Title: Linear Algebraic Methods in RESTART Failure Problems in Markovian Systems
Student: Stephen Thompson
Major Advisor: Dr. Robert McCartney
Associate Advisors: Dr. Lester Lipsky, Dr. Swapna Gokhale
Date/Time: Thursday, October 5th, 2017 at 11:30 am in Babbidge 1947 meeting room
Abstract:
Consider a task with ideal execution time T such as the transmission of information on a data link or the machining of a 3D object that is subject to failure. When a system fails during execution of a task there are three general scenarios of recovery protocols: RESUME, REPLACE and RESTART. RESUME is where the task is continued from the point of failure once the system has been repaired. No work is lost and the task characteristics remain the same. REPLACE discards the work so far and starts from scratch, thereby replacing everything.

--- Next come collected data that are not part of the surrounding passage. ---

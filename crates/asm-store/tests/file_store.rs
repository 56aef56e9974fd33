//! Store en disco: escritura concurrente por slots, fusión y relectura.

use asm_store::{index_path, FileStoreReader, FileStoreWriter, StoreReader, StoreWriter};

#[test]
fn concurrent_slots_merge_into_one_store() {
    let tmp = tempfile::tempdir().unwrap();
    let db = tmp.path().join("out");
    let writer = FileStoreWriter::create(&db, 4).unwrap();

    std::thread::scope(|s| {
        for slot in 0..4 {
            let writer = &writer;
            s.spawn(move || {
                for i in 0..25 {
                    let key = (i * 4 + slot).to_string();
                    writer.write(format!("payload {key}\n").as_bytes(), &key, slot).unwrap();
                }
            });
        }
    });
    writer.close().unwrap();

    // no quedan temporales de slot
    for slot in 0..4 {
        assert!(!tmp.path().join(format!("out.{slot}")).exists());
    }

    let reader = FileStoreReader::open(&db).unwrap();
    assert_eq!(reader.size(), 100);
    for i in 0..100 {
        let rec = reader.record(i).unwrap();
        assert_eq!(rec.key, i.to_string());
        assert_eq!(rec.payload, format!("payload {i}\n").as_bytes());
    }
    assert_eq!(reader.get_by_key("42").unwrap(), b"payload 42\n");
    assert!(reader.get_by_key("100").is_none());
}

#[test]
fn index_lengths_include_terminator() {
    let tmp = tempfile::tempdir().unwrap();
    let db = tmp.path().join("hdr");
    let writer = FileStoreWriter::create(&db, 1).unwrap();
    writer.write(b"HeaderA\n", "Q1", 0).unwrap();
    writer.write(b"HeaderB\n", "Q2", 0).unwrap();
    writer.close().unwrap();

    let index = std::fs::read_to_string(index_path(&db)).unwrap();
    assert_eq!(index, "Q1\t0\t9\nQ2\t9\t9\n");
    assert_eq!(std::fs::read(&db).unwrap(), b"HeaderA\n\0HeaderB\n\0");
}

#[test]
fn abort_discards_slot_files() {
    let tmp = tempfile::tempdir().unwrap();
    let db = tmp.path().join("out");
    let writer = FileStoreWriter::create(&db, 2).unwrap();
    writer.write(b"x", "1", 1).unwrap();
    writer.abort();
    assert_eq!(std::fs::read_dir(tmp.path()).unwrap().count(), 0);
}

#[test]
fn missing_index_fails_open() {
    let tmp = tempfile::tempdir().unwrap();
    let db = tmp.path().join("lonely");
    std::fs::write(&db, b"data\0").unwrap();
    assert!(matches!(FileStoreReader::open(&db), Err(asm_store::StoreError::Open { .. })));
}

#[test]
fn duplicate_key_leaves_nothing_behind() {
    let tmp = tempfile::tempdir().unwrap();
    let db = tmp.path().join("out");
    let writer = FileStoreWriter::create(&db, 3).unwrap();
    writer.write(b"first", "7", 0).unwrap();
    writer.write(b"other", "8", 1).unwrap();
    writer.write(b"second", "7", 2).unwrap();

    let err = writer.close().unwrap_err();
    assert!(matches!(err, asm_store::StoreError::DuplicateKey(ref k) if k == "7"));
    // ni datos, ni índice, ni temporales de slot
    assert_eq!(std::fs::read_dir(tmp.path()).unwrap().count(), 0);
}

The work is lost and the task characteristics change. The RESUME and REPLACE scenarios are amenable to mathematical treatment and can usually be analyzed by Markov models. The remaining paradigm of RESTART has shown to be difficult to analyze. Here all of the work is lost and the task must start from the beginning, retracing all of the steps previously taken to the point of failure. The task characteristics remain the same although the task has restarted. Clearly, it is not a memoryless process, and Markov methods have fallen short. The objective of this thesis is to develop and extend the Linear Algebraic Queueing Theory (LAQT) framework
to develop an analytic model of the RESTART paradigm. There are three independent goals of this work. The first aim is to propose a novel method that implements the RESTART paradigm in the analysis of the steady state M/G/1 queue. The second aim is to extend the linear algebraic approach of RESTART to include server redundancy and repair. The final aim is to analyze the RESTART scenario with emphasis on checkpointing.